My left brain and my right brain are on a collision course, but the question remains—when they meet, will it be a well-planned and executed feat of technical genius, like the Dragon SpaceX capsule meeting with the International Space Station or will it be like a couple of jalopies banging into each other for the sh-ts and giggles of a small but rowdy audience at the Brockton Fair?
Also, before I go, I need to throw this one out there…it’s about physical change, kind of. Don’t get me started on when or why, but the Irish Sports Page (aka the obituaries) have always been eye catching for me.
There’s a certain physical change that takes place as one ages, and it may or may not be a transformation (if you’re lucky, you keep your youthful looks indefinitely, or you get better with age like Tom Brady), and when it comes to the obituaries and your parting picture, you have to embrace that change, own your physical truth, as it were—use a current picture, for crying out loud!
When I was reading the paper the other day, I saw this picture, and my gut reaction was (gasp!) “Poor, dear girl.”
…and then I saw that she died at 96.
And boy did I feel duped!
Nellie Oleson didn’t die. (But this doppelgänger who did well may have been one of her schoolmates on the prairie. 🤦🏼♀️)
As a reader, it infuriates me when I’m overcome by the sadness of a young person taken too soon…only to learn that they actually were old…and so too was the accompanying picture. (At least this didn’t violate my other personal obituary rule…when the person is really old, you can’t say they died “unexpectedly.” I can live with “suddenly,” but I can’t deal with “unexpectedly.” There’s an age at which death kind of becomes expected, always…no? Because at 90+ years, it should be kind of expected, always…no? At least in this case it said she died “peacefully.”)
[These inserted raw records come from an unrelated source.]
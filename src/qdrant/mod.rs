//! Qdrant vector store integration.

pub mod client;
pub mod filters;
pub mod payload;
pub mod types;

pub use client::QdrantService;
pub use filters::build_resume_filter;
pub use payload::{CHUNK_PREVIEW_CHARS, build_chunk_payload};
pub use types::{QdrantError, ResumeMetadata, ScoredPoint, VectorPoint};
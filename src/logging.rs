//! Tracing configuration and log routing.
//!
//! The server logs to stdout using a compact formatter, and optionally to a file. When
//! `APPLICANTBUDDY_LOG_FILE` is set, logs are appended to that path; otherwise a file logger
//! is created under `logs/applicantbuddy.log`. A non-blocking writer is used to minimize
//! contention on hot paths.
use std::sync::OnceLock;

use tracing_appender::non_blocking::{NonBlocking, WorkerGuard};
use tracing_subscriber::{EnvFilter, fmt, prelude::*};

static LOG_GUARD: OnceLock<WorkerGuard> = OnceLock::new();

/// Configure tracing subscribers for stdout and optional file logging.
///
/// - Respects `RUST_LOG` for filtering (defaults to `info`).
/// - Installs a compact stdout layer and, when available, a file layer.
/// - Uses a global guard to keep the non-blocking writer alive for the process lifetime.
pub fn init_tracing() {
    let env_filter = EnvFilter::try_from_default_env().unwrap_or_else(|_| EnvFilter::new("info"));
    let stdout_layer = fmt::layer().with_target(false).compact();

    let registry = tracing_subscriber::registry()
        .with(env_filter)
        .with(stdout_layer);

    if let Some(writer) = configure_file_writer() {
        let file_layer = fmt::layer()
            .with_writer(writer)
            .with_target(true)
            .with_ansi(false)
            .compact();

        registry.with(file_layer).init();
    } else {
        registry.init();
    }
}

/// Build a non-blocking writer for file logging.
///
/// Returns `None` when the logs directory cannot be created or the target file cannot be opened.
fn configure_file_writer() -> Option<NonBlocking> {
    if let Ok(path) = std::env::var("APPLICANTBUDDY_LOG_FILE") {
        match std::fs::OpenOptions::new()
            .create(true)
            .append(true)
            .open(&path)
        {
            Ok(file) => {
                let (non_blocking, guard) = tracing_appender::non_blocking(file);
                let _ = LOG_GUARD.set(guard);
                Some(non_blocking)
            }
            Err(err) => {
                eprintln!("Failed to open log file {path}: {err}");
                None
            }
        }
    } else {
        if let Err(err) = std::fs::create_dir_all("logs") {
            eprintln!("Failed to create logs directory: {err}");
            return None;
        }
        let file_appender = tracing_appender::rolling::never("logs", "applicantbuddy.log");
        let (non_blocking, guard) = tracing_appender::non_blocking(file_appender);
        let _ = LOG_GUARD.set(guard);
        Some(non_blocking)
    }
}
//! Text extraction adapter backed by an external OCR service.
//!
//! The HTTP flow mirrors the document-OCR services this backend targets: upload the stored
//! file, request a signed URL for it, then run OCR against that URL and concatenate the
//! per-page markdown. Failures propagate to the caller; in the pipeline they are fatal to
//! the run.

use crate::config::get_config;
use async_trait::async_trait;
use reqwest::{
    Client,
    multipart::{Form, Part},
};
use serde::Deserialize;
use serde_json::json;
use thiserror::Error;

/// Errors raised while extracting text from a stored file.
#[derive(Debug, Error)]
pub enum OcrError {
    /// Stored file could not be read from disk.
    #[error("Failed to read stored file: {0}")]
    Io(#[from] std::io::Error),
    /// HTTP layer failed before receiving a response.
    #[error("OCR request failed: {0}")]
    Http(#[from] reqwest::Error),
    /// OCR service responded with an unexpected status code.
    #[error("Unexpected OCR response ({status}): {body}")]
    UnexpectedStatus {
        /// HTTP status returned by the service.
        status: reqwest::StatusCode,
        /// Body payload associated with the failing response.
        body: String,
    },
}

/// Converts a stored file into raw text.
#[async_trait]
pub trait TextExtractor: Send + Sync {
    /// Extract the text content of the file at `file_path`.
    async fn extract(&self, file_path: &str, file_name: &str) -> Result<String, OcrError>;
}

/// HTTP client for the external OCR service.
pub struct OcrClient {
    http: Client,
    base_url: String,
    api_key: Option<String>,
}

#[derive(Deserialize)]
struct UploadedFile {
    id: String,
}

#[derive(Deserialize)]
struct SignedUrl {
    url: String,
}

#[derive(Deserialize)]
struct OcrOutcome {
    pages: Vec<OcrPage>,
}

#[derive(Deserialize)]
struct OcrPage {
    markdown: String,
}

impl OcrClient {
    /// Construct a client for the given OCR endpoint.
    pub fn new(base_url: impl Into<String>, api_key: Option<String>) -> Result<Self, OcrError> {
        let http = Client::builder().user_agent("applicantbuddy/0.1").build()?;
        Ok(Self {
            http,
            base_url: base_url.into(),
            api_key,
        })
    }

    /// Construct a client using configuration derived from the environment.
    pub fn from_config() -> Result<Self, OcrError> {
        let config = get_config();
        Self::new(config.ocr_url.clone(), config.ocr_api_key.clone())
    }

    fn endpoint(&self, path: &str) -> String {
        format!(
            "{}/{}",
            self.base_url.trim_end_matches('/'),
            path.trim_start_matches('/')
        )
    }

    fn authorize(&self, request: reqwest::RequestBuilder) -> reqwest::RequestBuilder {
        match &self.api_key {
            Some(key) if !key.is_empty() => request.bearer_auth(key),
            _ => request,
        }
    }

    async fn upload_file(&self, file_path: &str, file_name: &str) -> Result<String, OcrError> {
        let bytes = tokio::fs::read(file_path).await?;
        let form = Form::new().text("purpose", "ocr").part(
            "file",
            Part::bytes(bytes).file_name(file_name.to_string()),
        );

        let response = self
            .authorize(self.http.post(self.endpoint("files")))
            .multipart(form)
            .send()
            .await?;
        let uploaded: UploadedFile = decode(response).await?;
        Ok(uploaded.id)
    }

    async fn signed_url(&self, file_id: &str) -> Result<String, OcrError> {
        let response = self
            .authorize(
                self.http
                    .get(self.endpoint(&format!("files/{file_id}/url"))),
            )
            .send()
            .await?;
        let signed: SignedUrl = decode(response).await?;
        Ok(signed.url)
    }

    async fn run_ocr(&self, document_url: &str) -> Result<String, OcrError> {
        let body = json!({
            "document": {
                "type": "document_url",
                "document_url": document_url,
            }
        });

        let response = self
            .authorize(self.http.post(self.endpoint("ocr")))
            .json(&body)
            .send()
            .await?;
        let outcome: OcrOutcome = decode(response).await?;
        Ok(outcome
            .pages
            .into_iter()
            .map(|page| page.markdown)
            .collect::<Vec<_>>()
            .concat())
    }
}

async fn decode<T: serde::de::DeserializeOwned>(response: reqwest::Response) -> Result<T, OcrError> {
    if !response.status().is_success() {
        let status = response.status();
        let body = response.text().await.unwrap_or_default();
        return Err(OcrError::UnexpectedStatus { status, body });
    }
    Ok(response.json().await?)
}

#[async_trait]
impl TextExtractor for OcrClient {
    async fn extract(&self, file_path: &str, file_name: &str) -> Result<String, OcrError> {
        tracing::debug!(file_path, file_name, "Extracting resume text");
        let file_id = self.upload_file(file_path, file_name).await?;
        let url = self.signed_url(&file_id).await?;
        let text = self.run_ocr(&url).await?;
        tracing::debug!(file_name, chars = text.len(), "Text extraction finished");
        Ok(text)
    }
}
The crossroads are dangerous. I’m on a crash course. But this heightened awareness coupled with everything I’ve learned thus far about navigating tricky intersections should (SHOULD!!!!!) allow me to assess the situation, make a smart move, pass through the crossroads relatively unscathed, and then hit the gas as I enjoy the journey to the next destination…wherever it is.
Thanks for taking this ride with me. I love my time here, and I appreciate you being here with me, so much.
Have a great week.
Love you too.
Crossroads. A good way to look at it. Love your writing. Keep at it.